§ **Problem to work on**:
Within the listing below, how many lines feature the word "function"? Reply with only that number.
--------------------
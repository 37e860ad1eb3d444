//! ### English
//! Host-provided producer device and source window, reached through a function table.
//!
//! ### 中文
//! 宿主提供的生产者设备与源窗口，通过函数表访问。

use std::ffi::c_void;
use std::sync::Arc;

use dpi::PhysicalSize;

use super::{
    StereoBridgeInputEvent, StereoBridgeSharedSurface, StereoBridgeSurfaceDesc,
    StereoBridgeViewport, require_entries,
};
use crate::engine::display::{InputEvent, SourceWindow};
use crate::engine::error::{BridgeError, Result};
use crate::engine::frame::SharedSurface;
use crate::engine::producer::{PixelFormat, ProducerDevice, SurfaceDesc, TargetId};
use crate::engine::stereo::Viewport;

#[repr(C)]
#[derive(Clone, Copy, Debug)]
/// ### English
/// Producer function table. Every entry is the address of an `extern "C"` function whose first
/// argument is `user_data`; none may be zero.
///
/// The `window_*` entries are called from the display thread; all others from the producer
/// thread inside the hooks.
///
/// | Entry | Signature |
/// |---|---|
/// | `native_device` | `fn(user) -> *mut c_void` (the producer's device pointer) |
/// | `current_render_target` | `fn(user) -> u64` (`0` = none) |
/// | `render_target_desc` | `fn(user, *mut StereoBridgeSurfaceDesc) -> bool` |
/// | `get_viewport` | `fn(user, *mut StereoBridgeViewport) -> bool` |
/// | `set_viewport` | `fn(user, *const StereoBridgeViewport)` |
/// | `display_format` | `fn(user) -> u32` (`0` = unknown) |
/// | `depth_stencil_format` | `fn(user) -> u32` (`0` = none) |
/// | `create_render_target` | `fn(user, *const StereoBridgeSurfaceDesc, *mut StereoBridgeSharedSurface) -> bool` |
/// | `set_render_target` | `fn(user, *const StereoBridgeSharedSurface) -> bool` |
/// | `release_render_target` | `fn(user, *const StereoBridgeSharedSurface)` |
/// | `restore_output_target` | `fn(user)` |
/// | `focus_window` | `fn(user) -> *mut c_void` (`null` = none) |
/// | `window_client_size` | `fn(user, *mut u32, *mut u32)` |
/// | `window_suppress_background_erase` | `fn(user)` |
/// | `window_forward_input` | `fn(user, *const StereoBridgeInputEvent)` |
/// | `window_request_close` | `fn(user)` |
/// | `window_post_quit` | `fn(user)` |
///
/// ### 中文
/// 生产者函数表。每一项都是 `extern "C"` 函数的地址，其第一个参数为 `user_data`；不得为 0。
///
/// `window_*` 表项在显示线程调用；其余表项在钩子内、生产者线程上调用。
/// 各表项签名见上表。
pub struct StereoBridgeProducerApi {
    pub user_data: *mut c_void,
    pub native_device: usize,
    pub current_render_target: usize,
    pub render_target_desc: usize,
    pub get_viewport: usize,
    pub set_viewport: usize,
    pub display_format: usize,
    pub depth_stencil_format: usize,
    pub create_render_target: usize,
    pub set_render_target: usize,
    pub release_render_target: usize,
    pub restore_output_target: usize,
    pub focus_window: usize,
    pub window_client_size: usize,
    pub window_suppress_background_erase: usize,
    pub window_forward_input: usize,
    pub window_request_close: usize,
    pub window_post_quit: usize,
}

type NativeDevice = unsafe extern "C" fn(*mut c_void) -> *mut c_void;
type CurrentRenderTarget = unsafe extern "C" fn(*mut c_void) -> u64;
type RenderTargetDesc = unsafe extern "C" fn(*mut c_void, *mut StereoBridgeSurfaceDesc) -> bool;
type GetViewport = unsafe extern "C" fn(*mut c_void, *mut StereoBridgeViewport) -> bool;
type SetViewport = unsafe extern "C" fn(*mut c_void, *const StereoBridgeViewport);
type FormatQuery = unsafe extern "C" fn(*mut c_void) -> u32;
type CreateRenderTarget = unsafe extern "C" fn(
    *mut c_void,
    *const StereoBridgeSurfaceDesc,
    *mut StereoBridgeSharedSurface,
) -> bool;
type SetRenderTarget = unsafe extern "C" fn(*mut c_void, *const StereoBridgeSharedSurface) -> bool;
type ReleaseRenderTarget = unsafe extern "C" fn(*mut c_void, *const StereoBridgeSharedSurface);
type Notify = unsafe extern "C" fn(*mut c_void);
type FocusWindow = unsafe extern "C" fn(*mut c_void) -> *mut c_void;
type ClientSize = unsafe extern "C" fn(*mut c_void, *mut u32, *mut u32);
type ForwardInput = unsafe extern "C" fn(*mut c_void, *const StereoBridgeInputEvent);

/// ### English
/// `StereoBridgeProducerApi` with typed function pointers.
///
/// ### 中文
/// 带类型函数指针的 `StereoBridgeProducerApi`。
pub(super) struct FfiProducer {
    user_data: *mut c_void,
    native_device: NativeDevice,
    current_render_target: CurrentRenderTarget,
    render_target_desc: RenderTargetDesc,
    get_viewport: GetViewport,
    set_viewport: SetViewport,
    display_format: FormatQuery,
    depth_stencil_format: FormatQuery,
    create_render_target: CreateRenderTarget,
    set_render_target: SetRenderTarget,
    release_render_target: ReleaseRenderTarget,
    restore_output_target: Notify,
    focus_window: FocusWindow,
    window: SourceTable,
}

/// ### English
/// The `window_*` part of the table, shared with the display thread.
///
/// ### 中文
/// 函数表中的 `window_*` 部分，与显示线程共享。
#[derive(Clone, Copy)]
struct SourceTable {
    /// ### English
    /// `user_data` as an address so the table can cross threads.
    ///
    /// ### 中文
    /// 以地址形式保存的 `user_data`，使函数表可以跨线程。
    user_data: usize,
    client_size: ClientSize,
    suppress_background_erase: Notify,
    forward_input: ForwardInput,
    request_close: Notify,
    post_quit: Notify,
}

impl FfiProducer {
    /// ### English
    /// Validates `api` and converts its entries into typed function pointers.
    ///
    /// ### 中文
    /// 校验 `api` 并将其表项转换为带类型的函数指针。
    pub(super) fn new(api: StereoBridgeProducerApi) -> Result<Self> {
        require_entries(&[
            ("native_device", api.native_device),
            ("current_render_target", api.current_render_target),
            ("render_target_desc", api.render_target_desc),
            ("get_viewport", api.get_viewport),
            ("set_viewport", api.set_viewport),
            ("display_format", api.display_format),
            ("depth_stencil_format", api.depth_stencil_format),
            ("create_render_target", api.create_render_target),
            ("set_render_target", api.set_render_target),
            ("release_render_target", api.release_render_target),
            ("restore_output_target", api.restore_output_target),
            ("focus_window", api.focus_window),
            ("window_client_size", api.window_client_size),
            (
                "window_suppress_background_erase",
                api.window_suppress_background_erase,
            ),
            ("window_forward_input", api.window_forward_input),
            ("window_request_close", api.window_request_close),
            ("window_post_quit", api.window_post_quit),
        ])?;

        Ok(Self {
            user_data: api.user_data,
            native_device: unsafe { std::mem::transmute::<usize, NativeDevice>(api.native_device) },
            current_render_target: unsafe {
                std::mem::transmute::<usize, CurrentRenderTarget>(api.current_render_target)
            },
            render_target_desc: unsafe {
                std::mem::transmute::<usize, RenderTargetDesc>(api.render_target_desc)
            },
            get_viewport: unsafe { std::mem::transmute::<usize, GetViewport>(api.get_viewport) },
            set_viewport: unsafe { std::mem::transmute::<usize, SetViewport>(api.set_viewport) },
            display_format: unsafe {
                std::mem::transmute::<usize, FormatQuery>(api.display_format)
            },
            depth_stencil_format: unsafe {
                std::mem::transmute::<usize, FormatQuery>(api.depth_stencil_format)
            },
            create_render_target: unsafe {
                std::mem::transmute::<usize, CreateRenderTarget>(api.create_render_target)
            },
            set_render_target: unsafe {
                std::mem::transmute::<usize, SetRenderTarget>(api.set_render_target)
            },
            release_render_target: unsafe {
                std::mem::transmute::<usize, ReleaseRenderTarget>(api.release_render_target)
            },
            restore_output_target: unsafe {
                std::mem::transmute::<usize, Notify>(api.restore_output_target)
            },
            focus_window: unsafe { std::mem::transmute::<usize, FocusWindow>(api.focus_window) },
            window: SourceTable {
                user_data: api.user_data as usize,
                client_size: unsafe {
                    std::mem::transmute::<usize, ClientSize>(api.window_client_size)
                },
                suppress_background_erase: unsafe {
                    std::mem::transmute::<usize, Notify>(api.window_suppress_background_erase)
                },
                forward_input: unsafe {
                    std::mem::transmute::<usize, ForwardInput>(api.window_forward_input)
                },
                request_close: unsafe {
                    std::mem::transmute::<usize, Notify>(api.window_request_close)
                },
                post_quit: unsafe { std::mem::transmute::<usize, Notify>(api.window_post_quit) },
            },
        })
    }

    /// ### English
    /// The producer's native device pointer, needed to open the interop device.
    ///
    /// ### 中文
    /// 生产者的原生设备指针，打开 interop 设备时需要。
    pub(super) fn native_device(&self) -> *mut c_void {
        unsafe { (self.native_device)(self.user_data) }
    }
}

fn to_ffi_surface(surface: &SharedSurface) -> StereoBridgeSharedSurface {
    StereoBridgeSharedSurface {
        surface: surface.surface as *mut c_void,
        share_handle: surface.share_handle as *mut c_void,
    }
}

impl ProducerDevice for FfiProducer {
    fn current_render_target(&self) -> Option<TargetId> {
        let id = unsafe { (self.current_render_target)(self.user_data) };
        (id != 0).then_some(TargetId(id))
    }

    fn render_target_desc(&self) -> Option<SurfaceDesc> {
        let mut desc = StereoBridgeSurfaceDesc::default();
        unsafe { (self.render_target_desc)(self.user_data, &mut desc) }.then(|| desc.into())
    }

    fn viewport(&self) -> Option<Viewport> {
        let mut viewport = StereoBridgeViewport::default();
        unsafe { (self.get_viewport)(self.user_data, &mut viewport) }.then(|| viewport.into())
    }

    fn set_viewport(&self, viewport: &Viewport) {
        let viewport = StereoBridgeViewport::from(*viewport);
        unsafe { (self.set_viewport)(self.user_data, &viewport) };
    }

    fn display_format(&self) -> Option<PixelFormat> {
        let format = unsafe { (self.display_format)(self.user_data) };
        (format != 0).then_some(PixelFormat(format))
    }

    fn depth_stencil_format(&self) -> Option<PixelFormat> {
        let format = unsafe { (self.depth_stencil_format)(self.user_data) };
        (format != 0).then_some(PixelFormat(format))
    }

    fn create_render_target(&self, desc: &SurfaceDesc) -> Result<SharedSurface> {
        let desc = StereoBridgeSurfaceDesc::from(*desc);
        let mut out = StereoBridgeSharedSurface::default();
        let ok = unsafe { (self.create_render_target)(self.user_data, &desc, &mut out) };
        if !ok || out.surface.is_null() {
            return Err(BridgeError::SurfaceCreate { slot: 0 });
        }
        Ok(SharedSurface {
            surface: out.surface as usize,
            share_handle: out.share_handle as usize,
        })
    }

    fn set_render_target(&self, surface: &SharedSurface) -> Result<()> {
        let surface = to_ffi_surface(surface);
        if unsafe { (self.set_render_target)(self.user_data, &surface) } {
            Ok(())
        } else {
            Err(BridgeError::RenderTarget)
        }
    }

    fn release_render_target(&self, surface: SharedSurface) {
        let surface = to_ffi_surface(&surface);
        unsafe { (self.release_render_target)(self.user_data, &surface) };
    }

    fn restore_output_target(&self) {
        unsafe { (self.restore_output_target)(self.user_data) };
    }

    fn focus_window(&self) -> Option<Arc<dyn SourceWindow>> {
        let handle = unsafe { (self.focus_window)(self.user_data) };
        if handle.is_null() {
            return None;
        }
        Some(Arc::new(FfiSourceWindow {
            handle: handle as usize,
            table: self.window,
        }))
    }
}

/// ### English
/// The host window the producer renders into. The host must accept these calls from the
/// display thread.
///
/// ### 中文
/// 生产者渲染所用的宿主窗口；宿主必须允许这些调用来自显示线程。
struct FfiSourceWindow {
    handle: usize,
    table: SourceTable,
}

impl SourceWindow for FfiSourceWindow {
    fn handle(&self) -> usize {
        self.handle
    }

    fn client_size(&self) -> PhysicalSize<u32> {
        let (mut width, mut height) = (0u32, 0u32);
        unsafe { (self.table.client_size)(self.table.user_data as *mut c_void, &mut width, &mut height) };
        PhysicalSize::new(width, height)
    }

    fn suppress_background_erase(&self) {
        unsafe { (self.table.suppress_background_erase)(self.table.user_data as *mut c_void) };
    }

    fn forward_input(&self, event: InputEvent) {
        let event = StereoBridgeInputEvent::from(event);
        unsafe { (self.table.forward_input)(self.table.user_data as *mut c_void, &event) };
    }

    fn request_close(&self) {
        unsafe { (self.table.request_close)(self.table.user_data as *mut c_void) };
    }

    fn post_quit(&self) {
        unsafe { (self.table.post_quit)(self.table.user_data as *mut c_void) };
    }
}

#[cfg(test)]
mod tests {
    use super::*;

    fn empty_api() -> StereoBridgeProducerApi {
        StereoBridgeProducerApi {
            user_data: std::ptr::null_mut(),
            native_device: 0,
            current_render_target: 0,
            render_target_desc: 0,
            get_viewport: 0,
            set_viewport: 0,
            display_format: 0,
            depth_stencil_format: 0,
            create_render_target: 0,
            set_render_target: 0,
            release_render_target: 0,
            restore_output_target: 0,
            focus_window: 0,
            window_client_size: 0,
            window_suppress_background_erase: 0,
            window_forward_input: 0,
            window_request_close: 0,
            window_post_quit: 0,
        }
    }

    #[test]
    fn test_missing_entry_is_rejected() {
        assert!(matches!(
            FfiProducer::new(empty_api()),
            Err(BridgeError::MissingEntryPoint("native_device"))
        ));
    }
}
--------------------
§ **Result of the exercise**:
4